La Cour d’Appel d’Aix en Provence nie toute valeur aux témoignages recueillis par les infirmiers auprès de leurs patients dépendants (AIS3)
La Cour d’Appel d’Aix en Provence érige en principe le fait que les infirmières libérales, et tous les soignants, de par leur rôle et leur présence auprès des malades âgés ou dépendants, exercent nécessairement une pression sur ces patients, qui les craignent. Il en résulte que les témoignages de patients recueillis par l’infirmière sont systématiquement rejetés par cette Cour.

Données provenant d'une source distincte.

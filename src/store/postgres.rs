//! PostgreSQL document store
//!
//! Each record is one row of the `documents` table (see [`Database::ensure_schema`]).

use std::sync::Arc;

use async_trait::async_trait;
use serde_json::Value;
use sqlx::Row;
use sqlx::types::Json;

use super::{Collection, Document, DocumentStore, StoreError, prepare_insert};
use crate::db::Database;

pub struct PgDocumentStore {
    db: Arc<Database>,
}

impl PgDocumentStore {
    pub fn new(db: Arc<Database>) -> Self {
        Self { db }
    }
}

#[async_trait]
impl DocumentStore for PgDocumentStore {
    fn name(&self) -> &'static str {
        "postgres"
    }

    async fn insert(&self, collection: Collection, doc: Document) -> Result<Document, StoreError> {
        let prepared = prepare_insert(collection, doc)?;

        sqlx::query(
            r#"INSERT INTO documents (collection, id, body, created_at)
               VALUES ($1, $2, $3, $4)"#,
        )
        .bind(collection.as_str())
        .bind(&prepared.id)
        .bind(Json(&prepared.body))
        .bind(prepared.created_at)
        .execute(self.db.pool())
        .await?;

        tracing::debug!("[STORE] {} inserted into {}", prepared.id, collection);
        Ok(prepared.body)
    }

    async fn find_by_id(
        &self,
        collection: Collection,
        id: &str,
    ) -> Result<Option<Document>, StoreError> {
        // TEXT columns cannot hold NUL, so no stored id contains one
        if id.contains('\0') {
            return Ok(None);
        }

        let row = sqlx::query(r#"SELECT body FROM documents WHERE collection = $1 AND id = $2"#)
            .bind(collection.as_str())
            .bind(id)
            .fetch_optional(self.db.pool())
            .await?;

        let Some(row) = row else {
            return Ok(None);
        };

        let Json(body): Json<Value> = row.try_get("body")?;
        match body {
            Value::Object(doc) => Ok(Some(doc)),
            other => Err(StoreError::Corrupt {
                collection: collection.as_str(),
                id: id.to_string(),
                reason: format!("body is {} instead of an object", other),
            }),
        }
    }

    async fn ping(&self) -> Result<(), StoreError> {
        self.db.health_check().await?;
        Ok(())
    }
}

Qui n’a jamais eu peur de la piqûre, des examens ou des « soins » (surtout hospitaliers !) dont on ne sait jamais à quoi il faut s’attendre ? Chez un patient âgé ou très malade, alors que la douleur se prolonge, se répète ou devient aigüe, le moindre soin qui se profile suscite la crainte de la douleur. La peur d’avoir mal, c’est déjà la douleur. Le patient fragile, âgé, surtout celui qui est hospitalisé, a le sentiment (justifié ou non) que l’infirmière mal lunée, celle du matin, ou mieux encore l’intérimaire qui débarque dans un service « lourd », risque de le faire souffrir. Ce n’est pas faux et nous, les enfants et petits-enfants de ces patients, avons encore en mémoire douloureuse tous les « m’enfin, ne me dites pas que je vous fais mal ? » et « faut pas qu’elle se laisse aller la mamie ! ». Il ne faut cependant pas en faire une règle générale. S’il arrive qu’un soignant ne sache ou ne puisse pas s’adapter aux circonstances, il y en a mille autres qui sont de merveilleux professionnels, formés à la psychologie du patient et à la douleur. Ce sont ceux-là qui doivent paraît-il faire la toilette des patients en 6 minutes 66 (vous pouvez voir la vidéo pleine d’humour de Sabrina Ali Benali ci-dessous ou sur Youtube).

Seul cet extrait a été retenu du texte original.